The maximum deduction would eventually amount to 50% of the taxpayer’s long-term care insurance premiums.
Only individuals with an adjusted gross income of $20,000 or less, and couples with adjusted gross incomes of $40,000 or less, could take the full deduction.
Individuals with adjusted gross incomes between $20,000 and $40,000, and couples with adjusted gross incomes between $40,000 and $80,000, could deduct smaller percentages of their annual premiums.
The Health Insurance Association of America, Washington, has issued a statement emphasizing the need for further action on tax treatment of long-term care insurance premiums.
“Because this bill only provides limited tax incentives, it is only a first step in creating an effective tax policy to expand private long-term care insurance coverage,” Dr. Donald Young, HIAA’s president, said in a statement. “HIAA has joined with key members of Congress in working for the enactment of legislation that will create effective tax incentives to expand this important coverage.”
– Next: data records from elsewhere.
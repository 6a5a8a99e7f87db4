//! Flattening, validation and enrichment of raw provider observations.
//!
//! [`transform`] is a pure function over [`OwPayload`]: it either produces a
//! [`WeatherRecord`] that satisfies every store invariant or a
//! [`ValidationError`] naming the first violated rule. [`enrich`] adds the
//! derived fields and never fails.

use chrono::{DateTime, Utc};

use crate::{
    error::ValidationError,
    model::{HumidityCategory, OwPayload, RawObservation, TemperatureCategory, WeatherRecord},
};

pub const TEMPERATURE_RANGE: (f64, f64) = (-100.0, 60.0);
pub const HUMIDITY_RANGE: (i64, i64) = (0, 100);

/// Map a raw observation into a validated canonical record.
pub fn transform(raw: &RawObservation) -> Result<WeatherRecord, ValidationError> {
    let record = flatten(raw)?;
    validate_ranges(&record)?;

    tracing::info!(city = %record.city_name, "observation transformed");
    Ok(record)
}

fn flatten(raw: &RawObservation) -> Result<WeatherRecord, ValidationError> {
    let payload: &OwPayload = &raw.payload;
    let main = payload.main.as_ref().ok_or(ValidationError::MissingField("main"))?;
    let weather = payload.weather.first();
    let wind = payload.wind.as_ref();
    let sys = payload.sys.as_ref();
    let coord = payload.coord.as_ref();

    let city_name = payload
        .name
        .as_deref()
        .map(str::trim)
        .filter(|n| !n.is_empty())
        .ok_or(ValidationError::MissingField("city_name"))?;
    let country_code = sys
        .and_then(|s| s.country.clone())
        .ok_or(ValidationError::MissingField("country_code"))?;
    let temperature = main.temp.ok_or(ValidationError::MissingField("temperature"))?;
    let humidity = main.humidity.ok_or(ValidationError::MissingField("humidity"))?;
    let pressure = main.pressure.ok_or(ValidationError::MissingField("pressure"))?;
    let weather_main = weather
        .and_then(|w| w.main.clone())
        .ok_or(ValidationError::MissingField("weather_main"))?;

    Ok(WeatherRecord {
        id: None,
        city_id: payload.id,
        city_name: city_name.to_string(),
        country_code,
        latitude: coord.and_then(|c| c.lat),
        longitude: coord.and_then(|c| c.lon),
        temperature,
        feels_like: main.feels_like,
        temp_min: main.temp_min,
        temp_max: main.temp_max,
        pressure,
        humidity,
        sea_level_pressure: main.sea_level,
        ground_level_pressure: main.grnd_level,
        weather_main,
        weather_description: weather.and_then(|w| w.description.clone()),
        weather_icon: weather.and_then(|w| w.icon.clone()),
        wind_speed: wind.and_then(|w| w.speed),
        wind_direction: wind.and_then(|w| w.deg),
        wind_gust: wind.and_then(|w| w.gust),
        cloudiness: payload.clouds.as_ref().and_then(|c| c.all),
        visibility: payload.visibility,
        data_timestamp: payload.dt.and_then(epoch_to_utc),
        sunrise: sys.and_then(|s| s.sunrise).filter(|ts| *ts != 0).and_then(epoch_to_utc),
        sunset: sys.and_then(|s| s.sunset).filter(|ts| *ts != 0).and_then(epoch_to_utc),
        extracted_at: Some(raw.extracted_at),
        processed_at: Some(Utc::now()),
        timezone_offset: payload.timezone,
        heat_index: None,
        temperature_category: None,
        humidity_category: None,
        created_at: None,
    })
}

fn validate_ranges(record: &WeatherRecord) -> Result<(), ValidationError> {
    let (t_min, t_max) = TEMPERATURE_RANGE;
    if !(t_min..=t_max).contains(&record.temperature) {
        return Err(ValidationError::OutOfRange {
            field: "temperature",
            value: record.temperature,
        });
    }

    let (h_min, h_max) = HUMIDITY_RANGE;
    if !(h_min..=h_max).contains(&record.humidity) {
        return Err(ValidationError::OutOfRange {
            field: "humidity",
            value: record.humidity as f64,
        });
    }

    Ok(())
}

/// Add heat index and temperature/humidity categories.
///
/// The heat index is only computed when temperature and humidity are both
/// non-zero: an observation of exactly 0 °C or 0 % humidity gets no heat
/// index. Records whose temperature is not finite are returned unmodified.
pub fn enrich(mut record: WeatherRecord) -> WeatherRecord {
    if !record.temperature.is_finite() {
        tracing::warn!(city = %record.city_name, "skipping enrichment: temperature is not finite");
        return record;
    }

    let temperature = record.temperature;
    let humidity = record.humidity as f64;

    if temperature != 0.0 && record.humidity != 0 {
        record.heat_index = Some(heat_index(temperature, humidity));
    }
    record.temperature_category = Some(TemperatureCategory::from_celsius(temperature));
    record.humidity_category = Some(HumidityCategory::from_percent(humidity));

    record
}

/// Simplified heat index: `t + 0.5 * (h - 50)`, rounded to 2 decimals.
pub fn heat_index(temperature: f64, humidity: f64) -> f64 {
    round2(temperature + 0.5 * (humidity - 50.0))
}

pub(crate) fn round2(value: f64) -> f64 {
    (value * 100.0).round() / 100.0
}

fn epoch_to_utc(ts: i64) -> Option<DateTime<Utc>> {
    DateTime::from_timestamp(ts, 0)
}

#[cfg(test)]
mod tests {
    use super::*;
    use crate::model::{OwClouds, OwCoord, OwMain, OwSys, OwWeather, OwWind};
    use chrono::TimeZone;

    fn sao_paulo() -> RawObservation {
        RawObservation {
            payload: OwPayload {
                id: Some(3448439),
                name: Some("São Paulo".into()),
                coord: Some(OwCoord { lat: Some(-23.5475), lon: Some(-46.6361) }),
                main: Some(OwMain {
                    temp: Some(25.5),
                    feels_like: Some(26.2),
                    temp_min: Some(23.1),
                    temp_max: Some(28.3),
                    pressure: Some(1013),
                    humidity: Some(65),
                    sea_level: None,
                    grnd_level: None,
                }),
                weather: vec![OwWeather {
                    main: Some("Clear".into()),
                    description: Some("céu limpo".into()),
                    icon: Some("01d".into()),
                }],
                wind: Some(OwWind { speed: Some(3.5), deg: Some(180), gust: None }),
                clouds: Some(OwClouds { all: Some(0) }),
                sys: Some(OwSys {
                    country: Some("BR".into()),
                    sunrise: Some(1640944800),
                    sunset: Some(0),
                }),
                visibility: Some(10000),
                dt: Some(1640995200),
                timezone: Some(-10800),
            },
            extracted_at: Utc.with_ymd_and_hms(2024, 1, 1, 12, 0, 0).unwrap(),
        }
    }

    fn with_main(f: impl FnOnce(&mut OwMain)) -> RawObservation {
        let mut raw = sao_paulo();
        if let Some(main) = raw.payload.main.as_mut() {
            f(main);
        }
        raw
    }

    #[test]
    fn flattens_nested_sections() {
        let record = transform(&sao_paulo()).unwrap();

        assert_eq!(record.city_id, Some(3448439));
        assert_eq!(record.city_name, "São Paulo");
        assert_eq!(record.country_code, "BR");
        assert_eq!(record.latitude, Some(-23.5475));
        assert_eq!(record.temperature, 25.5);
        assert_eq!(record.pressure, 1013);
        assert_eq!(record.humidity, 65);
        assert_eq!(record.sea_level_pressure, None);
        assert_eq!(record.weather_main, "Clear");
        assert_eq!(record.weather_icon.as_deref(), Some("01d"));
        assert_eq!(record.wind_direction, Some(180));
        assert_eq!(record.wind_gust, None);
        assert_eq!(record.cloudiness, Some(0));
        assert_eq!(record.visibility, Some(10000));
        assert_eq!(record.timezone_offset, Some(-10800));
        assert!(record.heat_index.is_none());
        assert!(record.processed_at.is_some());
    }

    #[test]
    fn converts_epochs_to_utc_and_nulls_zero_sun_times() {
        let raw = sao_paulo();
        let record = transform(&raw).unwrap();

        assert_eq!(record.data_timestamp, Some(Utc.with_ymd_and_hms(2022, 1, 1, 0, 0, 0).unwrap()));
        assert_eq!(record.sunrise, Some(Utc.with_ymd_and_hms(2021, 12, 31, 10, 0, 0).unwrap()));
        assert_eq!(record.sunset, None);
        assert_eq!(record.extracted_at, Some(raw.extracted_at));
    }

    #[test]
    fn rejects_payload_without_main_section() {
        let mut raw = sao_paulo();
        raw.payload.main = None;

        for _ in 0..2 {
            assert_eq!(transform(&raw), Err(ValidationError::MissingField("main")));
        }
    }

    #[test]
    fn rejects_missing_required_fields() {
        let mut raw = sao_paulo();
        raw.payload.sys = None;
        assert_eq!(transform(&raw), Err(ValidationError::MissingField("country_code")));

        let mut raw = sao_paulo();
        raw.payload.weather.clear();
        assert_eq!(transform(&raw), Err(ValidationError::MissingField("weather_main")));

        let mut raw = sao_paulo();
        raw.payload.name = Some("   ".into());
        assert_eq!(transform(&raw), Err(ValidationError::MissingField("city_name")));

        let raw = with_main(|m| m.pressure = None);
        assert_eq!(transform(&raw), Err(ValidationError::MissingField("pressure")));
    }

    #[test]
    fn rejects_out_of_range_measurements() {
        let raw = with_main(|m| m.temp = Some(60.5));
        assert!(matches!(
            transform(&raw),
            Err(ValidationError::OutOfRange { field: "temperature", .. })
        ));

        let raw = with_main(|m| m.humidity = Some(101));
        assert!(matches!(transform(&raw), Err(ValidationError::OutOfRange { field: "humidity", .. })));

        let raw = with_main(|m| m.temp = Some(-100.0));
        assert!(transform(&raw).is_ok());
    }

    #[test]
    fn enrich_adds_heat_index_and_categories() {
        let record = enrich(transform(&sao_paulo()).unwrap());

        assert_eq!(record.heat_index, Some(33.0));
        assert_eq!(record.temperature_category, Some(TemperatureCategory::Hot));
        assert_eq!(record.humidity_category, Some(HumidityCategory::High));
    }

    #[test]
    fn heat_index_matches_formula() {
        for (t, h) in [(25.5, 65.0), (-3.333, 12.0), (31.17, 49.0), (12.005, 100.0)] {
            let expected = ((t + 0.5 * (h - 50.0)) * 100.0_f64).round() / 100.0;
            assert_eq!(heat_index(t, h), expected);
        }
    }

    #[test]
    fn zero_temperature_or_humidity_skips_heat_index() {
        let record = enrich(transform(&with_main(|m| m.temp = Some(0.0))).unwrap());
        assert_eq!(record.heat_index, None);
        assert_eq!(record.temperature_category, Some(TemperatureCategory::Cold));

        let record = enrich(transform(&with_main(|m| m.humidity = Some(0))).unwrap());
        assert_eq!(record.heat_index, None);
        assert_eq!(record.humidity_category, Some(HumidityCategory::Low));
    }

    #[test]
    fn enrich_leaves_non_finite_temperature_untouched() {
        let mut record = transform(&sao_paulo()).unwrap();
        record.temperature = f64::NAN;

        let enriched = enrich(record);
        assert!(enriched.heat_index.is_none());
        assert!(enriched.temperature_category.is_none());
    }
}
The American Council of Life Insurers, Washington, also emphasizes the need for more action.
Two ACLI executives, Philmore Anderson, the council’s senior vice president for government relations, and Kimberly Olson Dorgan, the vice president for federal relations, wrote a letter to Hayworth and House Ways and Means Chairman William Thomas urging them to support the private long-term care insurance industry.
“One of the greatest risks to asset loss in retirement is unanticipated long-term care expenses,” the ACLI officials write in the letter. “Unless people are encouraged to plan for their future needs, soaring costs and rising demand for long-term care services could deplete personal savings and exhaust government entitlement programs.”